==== Information shown ====

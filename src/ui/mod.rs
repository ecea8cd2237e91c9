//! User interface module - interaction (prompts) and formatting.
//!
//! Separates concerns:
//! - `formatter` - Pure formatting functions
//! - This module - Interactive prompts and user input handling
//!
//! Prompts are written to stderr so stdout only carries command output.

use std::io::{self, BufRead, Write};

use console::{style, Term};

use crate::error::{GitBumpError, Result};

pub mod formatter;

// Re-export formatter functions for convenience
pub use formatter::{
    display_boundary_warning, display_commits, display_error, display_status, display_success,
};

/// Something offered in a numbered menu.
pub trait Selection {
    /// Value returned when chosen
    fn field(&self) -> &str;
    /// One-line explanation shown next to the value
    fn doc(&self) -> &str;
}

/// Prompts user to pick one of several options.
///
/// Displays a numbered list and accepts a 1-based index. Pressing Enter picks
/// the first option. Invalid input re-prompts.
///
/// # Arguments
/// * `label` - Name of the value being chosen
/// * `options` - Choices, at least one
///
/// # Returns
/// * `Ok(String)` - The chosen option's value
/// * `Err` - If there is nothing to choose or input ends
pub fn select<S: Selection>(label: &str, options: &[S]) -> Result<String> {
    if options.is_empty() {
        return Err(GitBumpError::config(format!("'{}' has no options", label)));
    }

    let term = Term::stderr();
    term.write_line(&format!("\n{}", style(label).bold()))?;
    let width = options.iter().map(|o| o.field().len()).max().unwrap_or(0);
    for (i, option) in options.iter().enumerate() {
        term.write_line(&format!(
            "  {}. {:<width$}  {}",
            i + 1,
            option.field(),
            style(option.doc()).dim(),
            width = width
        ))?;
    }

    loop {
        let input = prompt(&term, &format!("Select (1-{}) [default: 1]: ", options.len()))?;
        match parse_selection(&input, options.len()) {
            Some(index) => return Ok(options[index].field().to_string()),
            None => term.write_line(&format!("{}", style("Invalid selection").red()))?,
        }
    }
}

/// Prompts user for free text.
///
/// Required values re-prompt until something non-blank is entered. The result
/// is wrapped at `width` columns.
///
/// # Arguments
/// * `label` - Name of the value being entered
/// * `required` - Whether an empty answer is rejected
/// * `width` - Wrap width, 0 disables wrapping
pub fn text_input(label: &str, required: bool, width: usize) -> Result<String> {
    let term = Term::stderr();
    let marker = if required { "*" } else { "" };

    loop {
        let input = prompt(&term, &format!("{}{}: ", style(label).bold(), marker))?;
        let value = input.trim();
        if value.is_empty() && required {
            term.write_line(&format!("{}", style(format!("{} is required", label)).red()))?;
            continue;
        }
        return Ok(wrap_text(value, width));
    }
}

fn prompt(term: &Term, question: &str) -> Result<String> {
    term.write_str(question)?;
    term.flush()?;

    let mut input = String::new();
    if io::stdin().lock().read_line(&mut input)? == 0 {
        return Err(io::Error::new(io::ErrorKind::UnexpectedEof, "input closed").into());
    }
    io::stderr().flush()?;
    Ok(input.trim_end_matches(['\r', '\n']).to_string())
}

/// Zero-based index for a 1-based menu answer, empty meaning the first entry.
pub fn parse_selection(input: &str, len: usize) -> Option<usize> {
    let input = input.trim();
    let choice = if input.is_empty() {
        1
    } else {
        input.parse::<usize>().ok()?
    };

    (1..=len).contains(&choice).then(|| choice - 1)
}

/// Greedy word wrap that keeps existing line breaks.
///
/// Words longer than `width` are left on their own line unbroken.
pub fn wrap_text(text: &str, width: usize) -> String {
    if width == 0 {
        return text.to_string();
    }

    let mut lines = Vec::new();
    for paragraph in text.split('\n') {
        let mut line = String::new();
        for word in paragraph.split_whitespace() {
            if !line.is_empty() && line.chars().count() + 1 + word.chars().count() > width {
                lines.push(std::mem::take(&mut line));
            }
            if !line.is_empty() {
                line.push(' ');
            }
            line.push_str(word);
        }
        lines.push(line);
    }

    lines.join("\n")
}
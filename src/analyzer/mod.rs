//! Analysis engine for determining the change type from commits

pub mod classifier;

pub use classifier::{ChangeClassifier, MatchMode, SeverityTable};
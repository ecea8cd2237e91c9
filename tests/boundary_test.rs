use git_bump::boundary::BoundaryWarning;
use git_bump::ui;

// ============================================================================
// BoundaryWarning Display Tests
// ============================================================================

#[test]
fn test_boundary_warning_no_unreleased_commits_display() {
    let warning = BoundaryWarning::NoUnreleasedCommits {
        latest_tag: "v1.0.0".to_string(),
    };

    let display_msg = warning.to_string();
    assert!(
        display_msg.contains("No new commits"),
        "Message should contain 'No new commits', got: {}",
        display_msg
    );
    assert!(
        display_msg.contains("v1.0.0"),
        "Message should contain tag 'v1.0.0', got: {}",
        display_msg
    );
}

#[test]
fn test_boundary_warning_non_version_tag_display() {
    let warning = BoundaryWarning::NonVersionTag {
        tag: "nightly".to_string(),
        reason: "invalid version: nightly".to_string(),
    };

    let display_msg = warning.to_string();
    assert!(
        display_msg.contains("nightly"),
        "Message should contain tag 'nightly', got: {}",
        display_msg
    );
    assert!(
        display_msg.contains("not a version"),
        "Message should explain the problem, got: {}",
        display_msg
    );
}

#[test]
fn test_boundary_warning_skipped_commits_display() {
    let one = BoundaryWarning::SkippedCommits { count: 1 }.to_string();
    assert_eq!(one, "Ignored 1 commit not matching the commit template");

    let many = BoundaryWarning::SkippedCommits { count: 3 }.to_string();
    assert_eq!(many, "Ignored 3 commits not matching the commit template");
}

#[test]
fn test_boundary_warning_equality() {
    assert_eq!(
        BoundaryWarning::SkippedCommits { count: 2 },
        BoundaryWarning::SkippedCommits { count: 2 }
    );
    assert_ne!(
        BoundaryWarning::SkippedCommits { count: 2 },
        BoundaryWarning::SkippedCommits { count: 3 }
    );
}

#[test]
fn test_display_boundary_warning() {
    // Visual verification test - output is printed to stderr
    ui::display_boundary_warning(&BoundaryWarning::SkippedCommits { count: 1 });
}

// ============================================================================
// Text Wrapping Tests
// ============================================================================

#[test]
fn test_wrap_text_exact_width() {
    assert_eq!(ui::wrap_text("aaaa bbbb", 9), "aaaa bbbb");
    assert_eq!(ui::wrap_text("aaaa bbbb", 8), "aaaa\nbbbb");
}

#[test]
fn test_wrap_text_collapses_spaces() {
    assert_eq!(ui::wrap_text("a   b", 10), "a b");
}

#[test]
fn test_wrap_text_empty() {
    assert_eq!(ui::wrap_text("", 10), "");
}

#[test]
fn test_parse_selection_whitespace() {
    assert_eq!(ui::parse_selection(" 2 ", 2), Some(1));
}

====

Beginning with the first line of the entries, repeat each line exactly until you have reproduced the one containing "value being chosen", and add nothing further.

## Response box
filename src/ui/mod.rs
repository ecea8cd2237e91c9
//! User interface module - interaction (prompts) and formatting.
//!
//! Separates concerns:
//! - `formatter` - Pure formatting functions
//! - This module - Interactive prompts and user input handling
//!
//! Prompts are written to stderr so stdout only carries command output.

use std::io::{self, BufRead, Write};

use console::{style, Term};

use crate::error::{GitBumpError, Result};

pub mod formatter;

// Re-export formatter functions for convenience
pub use formatter::{
    display_boundary_warning, display_commits, display_error, display_status, display_success,
};

/// Something offered in a numbered menu.
pub trait Selection {
    /// Value returned when chosen
    fn field(&self) -> &str;
    /// One-line explanation shown next to the value
    fn doc(&self) -> &str;
}

/// Prompts user to pick one of several options.
///
/// Displays a numbered list and accepts a 1-based index. Pressing Enter picks
/// the first option. Invalid input re-prompts.
///
/// # Arguments
/// * `label` - Name of the value being chosen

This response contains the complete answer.